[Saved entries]
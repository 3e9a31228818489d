//! Driven Ports (SPI - Outbound Dependencies)
//!
//! Everything the coordinator needs from the outside world: a wallet to
//! sign, an RPC node to broadcast to, a notification feed, a clock and a
//! sink for lifecycle events.

use async_trait::async_trait;
use futures::future::BoxFuture;
use shared_types::{
    CommitEvent, CommitLevel, ConfirmationNotice, EncodedOperation, OperationReference,
    OperationRequest, SignedOperation, Timestamp,
};
use std::time::Duration;
use thiserror::Error;

// =============================================================================
// SIGNER
// =============================================================================

/// Why the signer produced no signature.
#[derive(Debug, Clone, Error, PartialEq, Eq)]
pub enum SignerError {
    /// The user declined in the wallet.
    #[error("user declined: {0}")]
    Rejected(String),
    /// No wallet connected, or the wallet errored.
    #[error("signer unavailable: {0}")]
    Unavailable(String),
}

/// Wallet interface.
///
/// May suspend for as long as the user takes to approve.
#[async_trait]
pub trait Signer: Send + Sync {
    /// Produce a signed operation for the request's fee payer.
    async fn sign(&self, request: OperationRequest) -> Result<SignedOperation, SignerError>;
}

// =============================================================================
// BROADCASTER
// =============================================================================

/// Node answer to a broadcast.
#[derive(Debug, Clone, PartialEq, Eq)]
pub enum BroadcastResponse {
    /// Accepted for processing; this is the reference to watch.
    Accepted(OperationReference),
    /// Explicitly refused (preflight failure, blockhash expired, ...).
    Rejected(String),
}

/// Transport-level broadcast failure.
#[derive(Debug, Clone, Error, PartialEq, Eq)]
pub enum BroadcastError {
    #[error("transport error: {0}")]
    Transport(String),
    #[error("rpc error {code}: {message}")]
    Rpc { code: i64, message: String },
}

/// RPC node interface for sending encoded operations.
#[async_trait]
pub trait Broadcaster: Send + Sync {
    /// Send an encoded signed operation.
    async fn send(&self, operation: EncodedOperation)
        -> Result<BroadcastResponse, BroadcastError>;
}

// =============================================================================
// SUBSCRIPTION SERVICE
// =============================================================================

/// Callback invoked at most once with the notice for a subscription.
pub type NotificationCallback = Box<dyn FnOnce(ConfirmationNotice) + Send + 'static>;

/// Opaque handle identifying one registered listener.
#[derive(Debug, Clone, Copy, PartialEq, Eq, Hash)]
pub struct SubscriptionHandle(pub u64);

/// Listener registration refused.
#[derive(Debug, Clone, Error, PartialEq, Eq)]
#[error("subscription refused: {0}")]
pub struct SubscriptionFailure(pub String);

/// Ledger notification feed.
///
/// Implementations invoke the callback at most once. A feed that drops the
/// connection never invokes it.
pub trait SubscriptionService: Send + Sync {
    /// Register a listener for `reference` reaching `level`.
    fn on_notification(
        &self,
        reference: &OperationReference,
        level: CommitLevel,
        callback: NotificationCallback,
    ) -> Result<SubscriptionHandle, SubscriptionFailure>;

    /// Remove a listener. Unknown or already-removed handles are ignored.
    fn cancel(&self, handle: SubscriptionHandle);
}

// =============================================================================
// CLOCK
// =============================================================================

/// Marker produced when a timer elapses.
#[derive(Debug, Clone, Copy, PartialEq, Eq)]
pub struct Elapsed;

/// Time source and timer factory.
pub trait Clock: Send + Sync {
    /// Current wall-clock time.
    fn now(&self) -> Timestamp;

    /// Future that completes once `duration` has passed since this call,
    /// however late it is first polled.
    ///
    /// Dropping the future discards the timer.
    fn after(&self, duration: Duration) -> BoxFuture<'static, Elapsed>;
}

// =============================================================================
// OUTCOME REPORTER
// =============================================================================

/// Sink for session lifecycle events, in order.
#[async_trait]
pub trait OutcomeReporter: Send + Sync {
    async fn report(&self, event: CommitEvent);
}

**What this task involves:** Write out exactly the lines that run from the one containing "for a subscription." to the end of the records, both end lines included.

**Solution to the exercise:**
/// Callback invoked at most once with the notice for a subscription.
pub type NotificationCallback = Box<dyn FnOnce(ConfirmationNotice) + Send + 'static>;

/// Opaque handle identifying one registered listener.
#[derive(Debug, Clone, Copy, PartialEq, Eq, Hash)]
pub struct SubscriptionHandle(pub u64);

/// Listener registration refused.
#[derive(Debug, Clone, Error, PartialEq, Eq)]
#[error("subscription refused: {0}")]
pub struct SubscriptionFailure(pub String);

/// Ledger notification feed.
///
/// Implementations invoke the callback at most once. A feed that drops the
/// connection never invokes it.
pub trait SubscriptionService: Send + Sync {
    /// Register a listener for `reference` reaching `level`.
    fn on_notification(
        &self,
        reference: &OperationReference,
        level: CommitLevel,
        callback: NotificationCallback,
    ) -> Result<SubscriptionHandle, SubscriptionFailure>;

    /// Remove a listener. Unknown or already-removed handles are ignored.
    fn cancel(&self, handle: SubscriptionHandle);
}

// =============================================================================
// CLOCK
// =============================================================================

/// Marker produced when a timer elapses.
#[derive(Debug, Clone, Copy, PartialEq, Eq)]
pub struct Elapsed;

/// Time source and timer factory.
pub trait Clock: Send + Sync {
    /// Current wall-clock time.
    fn now(&self) -> Timestamp;

    /// Future that completes once `duration` has passed since this call,
    /// however late it is first polled.
    ///
    /// Dropping the future discards the timer.
    fn after(&self, duration: Duration) -> BoxFuture<'static, Elapsed>;
}

// =============================================================================
// OUTCOME REPORTER
// =============================================================================

/// Sink for session lifecycle events, in order.
#[async_trait]
pub trait OutcomeReporter: Send + Sync {
    async fn report(&self, event: CommitEvent);
}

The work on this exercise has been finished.